While unequal pay is a driver in the wealth gap overall—and the retirement wealth gap, specifically—"significant differences in retirement savings still exist when adjusting for income," Human Interest reported. "Disparities in financial education add to this deficit," leading to reduced savings levels that "leave Black and Hispanic households disadvantaged later in life." For example, older Black and Hispanic individuals are more likely to depend on Social Security as their sole source of retirement income. They are also more likely than their white counterparts to cash out their retirement savings.
"Real and lasting change to close this gap requires a combined effort" between retirement plan sponsors and their plan advisors, said Jeff Schneble, CEO at Human Interest.
He recommended that employers:
Track and report the number of Black and Hispanic employees that participate in the company's 401(k) plan and take steps to encourage participation.
Auto-enroll employees in the company's retirement plan so they are more likely to participate.
Provide financial education opportunities to all employees to help them meet today's challenges and plan for tomorrow.
Willis Towers Watson's McCann recommended that employers:
Add a nonelective portion to their retirement savings plan to better prepare employees for retirement. Due to societal issues, many Black and Hispanic employees "have greater immediate need for cash and cannot divert funds for retirement," she noted.
Periodically review participation in savings plans by race. "If there are discrepancies, employers may want to examine their delivery and education process to determine where there may be biases, or obstacles that prevent diverse employees from participating," she advised.
Black adults with a mental illness use mental health services such as prescription medications and outpatient services at lower rates but hospital inpatient services at higher rates.
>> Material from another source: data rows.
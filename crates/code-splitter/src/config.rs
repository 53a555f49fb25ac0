use crate::error::{Result, SplitterError};
use crate::sizer::{SizeMetric, TiktokenEncoding};
use crate::splitter::DEFAULT_MAX_SIZE;
use serde::{Deserialize, Serialize};
use std::path::{Path, PathBuf};

/// Configuration for splitting behavior
#[derive(Debug, Clone, PartialEq, Eq, Serialize, Deserialize)]
#[serde(default, deny_unknown_fields)]
pub struct SplitterConfig {
    /// Maximum chunk size under `metric` (hard limit except for unsplittable leaves)
    pub max_size: usize,

    /// How chunk size is measured
    pub metric: MetricConfig,
}

impl Default for SplitterConfig {
    fn default() -> Self {
        Self {
            max_size: DEFAULT_MAX_SIZE,
            metric: MetricConfig::Chars,
        }
    }
}

impl SplitterConfig {
    /// Create config sized for embedding models (512 cl100k tokens)
    pub fn for_embeddings() -> Self {
        Self {
            max_size: 512,
            metric: MetricConfig::Tiktoken {
                encoding: TiktokenEncoding::Cl100kBase,
            },
        }
    }

    /// Create config sized for LLM context windows (2048 cl100k tokens)
    pub fn for_llm_context() -> Self {
        Self {
            max_size: 2048,
            metric: MetricConfig::Tiktoken {
                encoding: TiktokenEncoding::Cl100kBase,
            },
        }
    }

    /// Validate configuration
    pub fn validate(&self) -> Result<()> {
        if self.max_size == 0 {
            return Err(SplitterError::invalid_config("max_size must be > 0"));
        }

        if let MetricConfig::Huggingface { tokenizer_path } = &self.metric {
            if tokenizer_path.as_os_str().is_empty() {
                return Err(SplitterError::invalid_config(
                    "huggingface metric requires a tokenizer_path",
                ));
            }
        }

        Ok(())
    }

    pub fn from_toml_str(text: &str) -> Result<Self> {
        let config: Self = toml::from_str(text)
            .map_err(|e| SplitterError::invalid_config(format!("TOML parse error: {e}")))?;
        config.validate()?;
        Ok(config)
    }

    pub fn from_json_str(text: &str) -> Result<Self> {
        let config: Self = serde_json::from_str(text)
            .map_err(|e| SplitterError::invalid_config(format!("JSON parse error: {e}")))?;
        config.validate()?;
        Ok(config)
    }

    /// Load from a JSON or TOML file
    ///
    /// JSON is tried first; anything that is not JSON is parsed as TOML.
    pub fn from_file(path: impl AsRef<Path>) -> Result<Self> {
        let path = path.as_ref();
        let text = std::fs::read_to_string(path)?;

        let config = match serde_json::from_str::<Self>(&text) {
            Ok(config) => config,
            Err(json_err) => toml::from_str::<Self>(&text).map_err(|toml_err| {
                SplitterError::invalid_config(format!(
                    "{} is not valid JSON ({json_err}) or TOML ({toml_err})",
                    path.display()
                ))
            })?,
        };
        config.validate()?;

        log::debug!("Loaded splitter config from {}", path.display());
        Ok(config)
    }
}

/// Serializable choice of size metric
#[derive(Debug, Clone, PartialEq, Eq, Serialize, Deserialize)]
#[serde(tag = "kind", rename_all = "snake_case")]
pub enum MetricConfig {
    /// Unicode scalar values
    Chars,

    /// Whitespace-delimited words
    Words,

    /// Byte-pair encoded tokens
    Tiktoken {
        #[serde(default)]
        encoding: TiktokenEncoding,
    },

    /// Pretrained tokenizer loaded from a local `tokenizer.json`
    Huggingface { tokenizer_path: PathBuf },
}

impl Default for MetricConfig {
    fn default() -> Self {
        Self::Chars
    }
}

impl MetricConfig {
    /// Build the runtime metric, loading encoders and tokenizers as needed
    pub fn build(&self) -> Result<SizeMetric> {
        match self {
            Self::Chars => Ok(SizeMetric::CharCount),
            Self::Words => Ok(SizeMetric::WordCount),
            Self::Tiktoken { encoding } => SizeMetric::tiktoken(*encoding),
            Self::Huggingface { tokenizer_path } => {
                SizeMetric::huggingface_from_file(tokenizer_path)
            }
        }
    }
}

#[cfg(test)]
mod tests {
    use super::*;
    use crate::sizer::huggingface::tests::{tokenizer_file, WORD_LEVEL_TOKENIZER};
    use crate::sizer::Sizer;
    use pretty_assertions::assert_eq;
    use std::io::Write;

    #[test]
    fn test_default_config_valid() {
        let config = SplitterConfig::default();
        assert!(config.validate().is_ok());
        assert_eq!(config.max_size, 512);
        assert_eq!(config.metric, MetricConfig::Chars);
    }

    #[test]
    fn test_preset_configs_valid() {
        assert!(SplitterConfig::for_embeddings().validate().is_ok());
        assert!(SplitterConfig::for_llm_context().validate().is_ok());
    }

    #[test]
    fn test_config_validation() {
        let mut config = SplitterConfig {
            max_size: 0,
            ..Default::default()
        };
        assert!(matches!(
            config.validate(),
            Err(SplitterError::InvalidConfig(_))
        ));

        config.max_size = 64;
        config.metric = MetricConfig::Huggingface {
            tokenizer_path: PathBuf::new(),
        };
        assert!(config.validate().is_err());

        config.metric = MetricConfig::Words;
        assert!(config.validate().is_ok());
    }

    #[test]
    fn test_from_toml_str() {
        let config = SplitterConfig::from_toml_str(
            r#"
max_size = 128

[metric]
kind = "tiktoken"
encoding = "o200k_base"
"#,
        )
        .unwrap();

        assert_eq!(
            config,
            SplitterConfig {
                max_size: 128,
                metric: MetricConfig::Tiktoken {
                    encoding: TiktokenEncoding::O200kBase,
                },
            }
        );
    }

    #[test]
    fn test_from_json_str_defaults() {
        let config = SplitterConfig::from_json_str(r#"{ "metric": { "kind": "words" } }"#).unwrap();
        assert_eq!(config.max_size, 512);
        assert_eq!(config.metric, MetricConfig::Words);

        let config =
            SplitterConfig::from_json_str(r#"{ "metric": { "kind": "tiktoken" } }"#).unwrap();
        assert_eq!(
            config.metric,
            MetricConfig::Tiktoken {
                encoding: TiktokenEncoding::Cl100kBase
            }
        );
    }

    #[test]
    fn test_rejects_unknown_fields_and_zero_size() {
        assert!(SplitterConfig::from_json_str(r#"{ "max_tokens": 10 }"#).is_err());
        assert!(matches!(
            SplitterConfig::from_toml_str("max_size = 0"),
            Err(SplitterError::InvalidConfig(_))
        ));
    }

    #[test]
    fn test_from_file_json_and_toml() {
        let mut json = tempfile::NamedTempFile::new().unwrap();
        write!(json, r#"{{ "max_size": 64, "metric": {{ "kind": "words" }} }}"#).unwrap();
        let config = SplitterConfig::from_file(json.path()).unwrap();
        assert_eq!(config.max_size, 64);
        assert_eq!(config.metric, MetricConfig::Words);

        let mut toml = tempfile::NamedTempFile::new().unwrap();
        writeln!(toml, "max_size = 32").unwrap();
        writeln!(toml, "[metric]").unwrap();
        writeln!(toml, "kind = \"chars\"").unwrap();
        let config = SplitterConfig::from_file(toml.path()).unwrap();
        assert_eq!(config.max_size, 32);

        let mut garbage = tempfile::NamedTempFile::new().unwrap();
        writeln!(garbage, "max_size: [").unwrap();
        assert!(matches!(
            SplitterConfig::from_file(garbage.path()),
            Err(SplitterError::InvalidConfig(_))
        ));

        assert!(matches!(
            SplitterConfig::from_file("/nonexistent/splitter.toml"),
            Err(SplitterError::IoError(_))
        ));
    }

    #[test]
    fn test_metric_build() {
        assert_eq!(MetricConfig::Chars.build().unwrap().name(), "chars");
        assert_eq!(MetricConfig::Words.build().unwrap().name(), "words");

        let bpe = MetricConfig::Tiktoken {
            encoding: TiktokenEncoding::Cl100kBase,
        }
        .build()
        .unwrap();
        assert_eq!(bpe.size(b"I can feel the magic, can you?").unwrap(), 9);

        let file = tokenizer_file(WORD_LEVEL_TOKENIZER);
        let tokenizer = MetricConfig::Huggingface {
            tokenizer_path: file.path().to_path_buf(),
        }
        .build()
        .unwrap();
        assert_eq!(tokenizer.size(b"fn main() {}").unwrap(), 4);

        let missing = MetricConfig::Huggingface {
            tokenizer_path: PathBuf::from("/nonexistent/tokenizer.json"),
        };
        assert!(matches!(
            missing.build(),
            Err(SplitterError::TokenizerUnavailable(_))
        ));
    }
}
Black adults often receive poorer quality of care and lack access to culturally competent care.
When compared with white adults, Black adults are more likely to report persistent symptoms of emotional distress, such as sadness, hopelessness and "feeling like everything is an effort," according to the National Alliance on Mental Illness, which cited research findings collected by the U.S. Health and Human Services Office of Minority Health.
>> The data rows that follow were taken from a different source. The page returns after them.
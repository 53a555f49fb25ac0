use crate::config::SplitterConfig;
use crate::error::{Result, SplitterError};
use crate::grammar::GrammarRegistry;
use crate::language::Language;
use crate::sizer::{CharCounter, SizeMetric, Sizer, TiktokenEncoding, WordCounter};
use crate::tree::{SyntaxNode, SyntaxTree};
use crate::types::{Chunk, LineIndex};
use std::fmt::Write as _;
use std::ops::Range;
use std::sync::Arc;

/// Default ceiling when none is configured
pub const DEFAULT_MAX_SIZE: usize = 512;

/// Splits documents into syntax-aligned chunks no larger than `max_size`
///
/// The splitter is stateless between calls; one instance can serve
/// concurrent `split` calls when its sizer is `Sync`.
#[derive(Debug, Clone)]
pub struct Splitter<S: Sizer> {
    sizer: S,
    max_size: usize,
    registry: Arc<GrammarRegistry>,
}

impl<S: Sizer> Splitter<S> {
    /// Create a splitter measuring chunks with `sizer`
    pub fn new(sizer: S) -> Self {
        Self {
            sizer,
            max_size: DEFAULT_MAX_SIZE,
            registry: GrammarRegistry::global(),
        }
    }

    /// Builder: set the size ceiling
    #[must_use]
    pub fn with_max_size(mut self, max_size: usize) -> Self {
        self.max_size = max_size;
        self
    }

    /// Builder: parse with a custom grammar registry
    #[must_use]
    pub fn with_registry(mut self, registry: Arc<GrammarRegistry>) -> Self {
        self.registry = registry;
        self
    }

    #[must_use]
    pub const fn max_size(&self) -> usize {
        self.max_size
    }

    #[must_use]
    pub const fn sizer(&self) -> &S {
        &self.sizer
    }

    #[must_use]
    pub fn registry(&self) -> &GrammarRegistry {
        &self.registry
    }

    /// Split `document` into chunks no larger than `max_size`
    ///
    /// The chunks partition the document: they are ordered, contiguous and
    /// their concatenation is `document`. A chunk exceeds the ceiling only
    /// when it is a single leaf (or inter-node gap) that cannot be split.
    pub fn split(&self, document: &[u8], language: Language) -> Result<Vec<Chunk>> {
        self.check_max_size()?;
        let grammar = self.registry.get(language)?;

        if document.is_empty() {
            return Ok(Vec::new());
        }

        log::debug!(
            "Splitting {} bytes of {language} (max size {})",
            document.len(),
            self.max_size
        );
        let tree = grammar.parse(document)?;
        let chunks = self.split_tree(document, &tree)?;
        log::debug!("Split {language} document into {} chunks", chunks.len());

        Ok(chunks)
    }

    /// Split a document that has already been parsed into `tree`
    pub fn split_tree(&self, document: &[u8], tree: &SyntaxTree) -> Result<Vec<Chunk>> {
        self.check_max_size()?;
        if tree.source_len() != document.len() {
            return Err(SplitterError::invalid_argument(format!(
                "syntax tree covers {} bytes but the document has {}",
                tree.source_len(),
                document.len()
            )));
        }
        if document.is_empty() {
            return Ok(Vec::new());
        }

        let mut packer = Packer {
            sizer: &self.sizer,
            document,
            max_size: self.max_size,
            additive: self.sizer.is_additive(),
            lines: LineIndex::new(document),
            chunks: Vec::new(),
        };

        let root = tree.root();
        let size = packer.measure(root.byte_range())?;
        if size <= self.max_size {
            let mut run = Run::new(root.byte_range(), size);
            run.push(Segment::Node(root));
            packer.flush(run)?;
        } else {
            packer.pack(root, size)?;
        }

        Ok(packer.chunks)
    }

    fn check_max_size(&self) -> Result<()> {
        if self.max_size == 0 {
            return Err(SplitterError::invalid_argument("max_size must be > 0"));
        }
        Ok(())
    }
}

impl Splitter<CharCounter> {
    /// Splitter counting characters
    pub fn chars() -> Self {
        Self::new(CharCounter)
    }
}

impl Splitter<WordCounter> {
    /// Splitter counting whitespace-delimited words
    pub fn words() -> Self {
        Self::new(WordCounter)
    }
}

impl Splitter<tiktoken_rs::CoreBPE> {
    /// Splitter counting byte-pair encoded tokens
    pub fn tiktoken(encoding: TiktokenEncoding) -> Result<Self> {
        Ok(Self::new(encoding.load()?))
    }
}

impl Splitter<tokenizers::Tokenizer> {
    /// Splitter counting tokens of a pretrained tokenizer
    pub fn huggingface(tokenizer: tokenizers::Tokenizer) -> Self {
        Self::new(tokenizer)
    }
}

impl Splitter<SizeMetric> {
    /// Build a splitter from validated configuration
    pub fn from_config(config: &SplitterConfig) -> Result<Self> {
        config.validate()?;
        Ok(Self::new(config.metric.build()?).with_max_size(config.max_size))
    }
}

impl Default for Splitter<CharCounter> {
    fn default() -> Self {
        Self::chars()
    }
}

/// A node or an uncovered byte span between children
#[derive(Clone, Copy)]
enum Segment<'t> {
    Node(SyntaxNode<'t>),
    Gap(usize, usize),
}

impl Segment<'_> {
    fn range(self) -> Range<usize> {
        match self {
            Self::Node(node) => node.byte_range(),
            Self::Gap(start, end) => start..end,
        }
    }
}

/// Children of `node` interleaved with the gaps around them, skipping empty spans
fn segments(node: SyntaxNode<'_>) -> Vec<Segment<'_>> {
    let mut out = Vec::new();
    let mut cursor = node.start();

    for child in node.children() {
        if child.start() > cursor {
            out.push(Segment::Gap(cursor, child.start()));
        }
        if !child.is_empty() {
            out.push(Segment::Node(child));
        }
        cursor = cursor.max(child.end());
    }
    if node.end() > cursor {
        out.push(Segment::Gap(cursor, node.end()));
    }

    out
}

/// Pending run of consecutive segments
struct Run {
    start: usize,
    end: usize,
    size: usize,
    /// Whether `size` is a running sum over more than one segment
    summed: bool,
    /// Kind and byte range of each node in the run
    members: Vec<(&'static str, Range<usize>)>,
}

impl Run {
    fn new(range: Range<usize>, size: usize) -> Self {
        Self {
            start: range.start,
            end: range.end,
            size,
            summed: false,
            members: Vec::new(),
        }
    }

    fn push(&mut self, segment: Segment<'_>) {
        if let Segment::Node(node) = segment {
            self.members.push((node.kind_name(), node.byte_range()));
        }
    }
}

/// A node whose segments are being packed
struct Frame<'t> {
    segments: Vec<Segment<'t>>,
    next: usize,
    run: Option<Run>,
}

impl<'t> Frame<'t> {
    fn new(node: SyntaxNode<'t>) -> Self {
        Self {
            segments: segments(node),
            next: 0,
            run: None,
        }
    }
}

/// State of one `split_tree` call
struct Packer<'a, S: ?Sized> {
    sizer: &'a S,
    document: &'a [u8],
    max_size: usize,
    additive: bool,
    lines: LineIndex,
    chunks: Vec<Chunk>,
}

impl<S: Sizer + ?Sized> Packer<'_, S> {
    fn measure(&self, range: Range<usize>) -> Result<usize> {
        self.sizer.size(&self.document[range])
    }

    /// Emit `node`, already measured at `size > max_size`, as chunks within the ceiling
    ///
    /// Oversized descendants are walked with an explicit stack of frames.
    fn pack(&mut self, node: SyntaxNode<'_>, size: usize) -> Result<()> {
        if node.is_leaf() {
            return self.emit_leaf(node, size);
        }

        let mut stack = vec![Frame::new(node)];

        while let Some(frame) = stack.last_mut() {
            let Some(&segment) = frame.segments.get(frame.next) else {
                if let Some(open) = frame.run.take() {
                    self.flush(open)?;
                }
                stack.pop();
                continue;
            };
            frame.next += 1;

            let range = segment.range();
            let mut alone = None;

            if let Some(open) = frame.run.as_mut() {
                let size = if self.additive {
                    let own = self.measure(range.clone())?;
                    alone = Some(own);
                    open.size + own
                } else {
                    self.measure(open.start..range.end)?
                };
                if size <= self.max_size {
                    open.end = range.end;
                    open.size = size;
                    open.summed |= self.additive;
                    open.push(segment);
                    continue;
                }
            }
            if let Some(full) = frame.run.take() {
                self.flush(full)?;
            }

            let size = match alone {
                Some(size) => size,
                None => self.measure(range.clone())?,
            };
            if size <= self.max_size {
                let mut fresh = Run::new(range, size);
                fresh.push(segment);
                frame.run = Some(fresh);
                continue;
            }

            match segment {
                Segment::Node(child) if child.is_leaf() => self.emit_leaf(child, size)?,
                Segment::Node(child) => {
                    log::trace!(
                        "Descending into `{}` at {}..{} ({size} > {})",
                        child.kind_name(),
                        child.start(),
                        child.end(),
                        self.max_size
                    );
                    stack.push(Frame::new(child));
                }
                Segment::Gap(start, end) => {
                    log::debug!("Oversized gap at {start}..{end} ({size} > {})", self.max_size);
                    self.flush(Run::new(range, size))?;
                }
            }
        }

        Ok(())
    }

    fn emit_leaf(&mut self, node: SyntaxNode<'_>, size: usize) -> Result<()> {
        log::debug!(
            "Oversized leaf `{}` at {}..{} ({size} > {})",
            node.kind_name(),
            node.start(),
            node.end(),
            self.max_size
        );
        let mut run = Run::new(node.byte_range(), size);
        run.push(Segment::Node(node));
        self.flush(run)
    }

    fn flush(&mut self, run: Run) -> Result<()> {
        // A running sum can overcount where a range boundary splits invalid UTF-8.
        let size = if run.summed {
            self.measure(run.start..run.end)?
        } else {
            run.size
        };
        let (start_line, end_line) = self.lines.span(run.start..run.end);

        let mut outline = String::new();
        for (kind, range) in run.members {
            let (first, last) = self.lines.span(range);
            if !outline.is_empty() {
                outline.push('\n');
            }
            let _ = write!(outline, "{kind} [{first}..{last}]");
        }

        self.chunks.push(Chunk {
            start_byte: run.start,
            end_byte: run.end,
            size,
            start_line,
            end_line,
            outline,
        });
        Ok(())
    }
}

/// Statistics about a chunk sequence
#[derive(Debug, Clone, PartialEq, Eq)]
pub struct ChunkingStats {
    pub total_chunks: usize,
    pub total_bytes: usize,
    pub total_size: usize,
    pub avg_size_per_chunk: usize,
    pub min_size: usize,
    pub max_size: usize,
    /// Chunks above the ceiling they were produced for
    pub oversized_chunks: usize,
}

impl ChunkingStats {
    #[must_use]
    pub fn from_chunks(chunks: &[Chunk], max_size: usize) -> Self {
        let total_size: usize = chunks.iter().map(|chunk| chunk.size).sum();
        Self {
            total_chunks: chunks.len(),
            total_bytes: chunks.iter().map(Chunk::len).sum(),
            total_size,
            avg_size_per_chunk: if chunks.is_empty() {
                0
            } else {
                total_size / chunks.len()
            },
            min_size: chunks.iter().map(|chunk| chunk.size).min().unwrap_or(0),
            max_size: chunks.iter().map(|chunk| chunk.size).max().unwrap_or(0),
            oversized_chunks: chunks
                .iter()
                .filter(|chunk| chunk.is_oversized(max_size))
                .count(),
        }
    }
}

impl std::fmt::Display for ChunkingStats {
    fn fmt(&self, f: &mut std::fmt::Formatter<'_>) -> std::fmt::Result {
        write!(
            f,
            "Chunks: {} | Bytes: {} | Size: {} | Avg: {} | Range: {}-{} | Oversized: {}",
            self.total_chunks,
            self.total_bytes,
            self.total_size,
            self.avg_size_per_chunk,
            self.min_size,
            self.max_size,
            self.oversized_chunks
        )
    }
}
Employee assistance programs (EAPs) "can help break down the barriers that are getting in the way of receiving quality mental health care—such as the stigma associated with receiving mental health support," said Cara McNulty, president of behavioral health and EAP services at health benefits provider CVS Health/Aetna.
By providing counseling sessions by phone or making referrals to local mental well-being experts, EAPs "allow individuals to confidentially and discreetly receive the help that they need," McNulty said.
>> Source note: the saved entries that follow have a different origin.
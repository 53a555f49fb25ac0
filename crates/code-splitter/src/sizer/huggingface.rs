use crate::error::{Result, SplitterError};
use crate::sizer::{utf8, Sizer};
use std::path::Path;
use tokenizers::Tokenizer;

impl Sizer for Tokenizer {
    /// Count the number of tokens in the given text, without special tokens.
    fn size(&self, text: &[u8]) -> Result<usize> {
        let encoding = self
            .encode(utf8(text)?, false)
            .map_err(|e| SplitterError::metric(format!("Tokenizer encode failed: {e}")))?;
        Ok(encoding.get_ids().len())
    }
}

/// Load a pretrained tokenizer from a local `tokenizer.json`
pub fn load_tokenizer(path: impl AsRef<Path>) -> Result<Tokenizer> {
    let path = path.as_ref();
    if !path.exists() {
        return Err(SplitterError::tokenizer_unavailable(format!(
            "tokenizer file {} does not exist",
            path.display()
        )));
    }

    Tokenizer::from_file(path).map_err(|e| {
        SplitterError::tokenizer_unavailable(format!(
            "Tokenizer load failed for {}: {e}",
            path.display()
        ))
    })
}
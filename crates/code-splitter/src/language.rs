use crate::error::{Result, SplitterError};
use serde::{Deserialize, Serialize};
use std::fmt;
use std::path::Path;
use std::str::FromStr;

/// Language tag selecting the grammar used to parse a document
#[derive(Debug, Clone, Copy, PartialEq, Eq, Hash, PartialOrd, Ord, Serialize, Deserialize)]
#[serde(rename_all = "lowercase")]
pub enum Language {
    Go,
    JavaScript,
    Markdown,
    Python,
    Rust,
    TypeScript,
    Tsx,
    Unknown,
}

impl Language {
    /// Every language with a built-in grammar
    pub const BUILTIN: [Language; 7] = [
        Language::Go,
        Language::JavaScript,
        Language::Markdown,
        Language::Python,
        Language::Rust,
        Language::TypeScript,
        Language::Tsx,
    ];

    /// Detect language from file extension
    pub fn from_extension(ext: &str) -> Self {
        match ext.to_lowercase().as_str() {
            "go" => Language::Go,
            "js" | "mjs" | "cjs" | "jsx" => Language::JavaScript,
            "md" | "markdown" => Language::Markdown,
            "py" | "pyw" | "pyi" => Language::Python,
            "rs" => Language::Rust,
            "ts" | "mts" | "cts" => Language::TypeScript,
            "tsx" => Language::Tsx,
            _ => Language::Unknown,
        }
    }

    /// Detect language from file path
    pub fn from_path(path: impl AsRef<Path>) -> Self {
        path.as_ref()
            .extension()
            .and_then(|ext| ext.to_str())
            .map(Self::from_extension)
            .unwrap_or(Language::Unknown)
    }

    /// Get language name as string
    pub fn as_str(self) -> &'static str {
        match self {
            Language::Go => "go",
            Language::JavaScript => "javascript",
            Language::Markdown => "markdown",
            Language::Python => "python",
            Language::Rust => "rust",
            Language::TypeScript => "typescript",
            Language::Tsx => "tsx",
            Language::Unknown => "unknown",
        }
    }

    /// Get Tree-sitter language instance
    pub fn tree_sitter_language(self) -> Result<tree_sitter::Language> {
        match self {
            Language::Go => Ok(tree_sitter_go::LANGUAGE.into()),
            Language::JavaScript => Ok(tree_sitter_javascript::LANGUAGE.into()),
            // Block structure only; inline spans stay opaque leaves.
            Language::Markdown => Ok(tree_sitter_md::LANGUAGE.into()),
            Language::Python => Ok(tree_sitter_python::LANGUAGE.into()),
            Language::Rust => Ok(tree_sitter_rust::LANGUAGE.into()),
            Language::TypeScript => Ok(tree_sitter_typescript::LANGUAGE_TYPESCRIPT.into()),
            Language::Tsx => Ok(tree_sitter_typescript::LANGUAGE_TSX.into()),
            Language::Unknown => Err(SplitterError::unsupported_language(self.as_str())),
        }
    }
}

impl fmt::Display for Language {
    fn fmt(&self, f: &mut fmt::Formatter<'_>) -> fmt::Result {
        f.write_str(self.as_str())
    }
}

impl FromStr for Language {
    type Err = SplitterError;

    fn from_str(s: &str) -> Result<Self> {
        let language = match s.trim().to_lowercase().as_str() {
            "go" | "golang" => Language::Go,
            "javascript" | "js" => Language::JavaScript,
            "markdown" | "md" => Language::Markdown,
            "python" | "py" => Language::Python,
            "rust" | "rs" => Language::Rust,
            "typescript" | "ts" => Language::TypeScript,
            "tsx" => Language::Tsx,
            _ => return Err(SplitterError::unsupported_language(s)),
        };
        Ok(language)
    }
}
EAPs don't have co-pays associated with receiving support and so remove financial constraints as a barrier to receiving care, she explained. They also can provide counseling to employees' families and other loved ones, addressing the needs of an individual's social support network.
For these programs to be effective, however, "employers need to ensure that they are effectively communicating about their EAPs," McNulty said. "Employers should also ensure that their EAP offers counselors that truly understand the different cultural norms that play into the ways people approach receiving help while addressing issues such as the social determinants of mental and physical health of employees and their families."
EAP counselors also can guide managers in how to be inclusive leaders and thereby "help navigate an employee's individual situation that may differ from their own," she noted.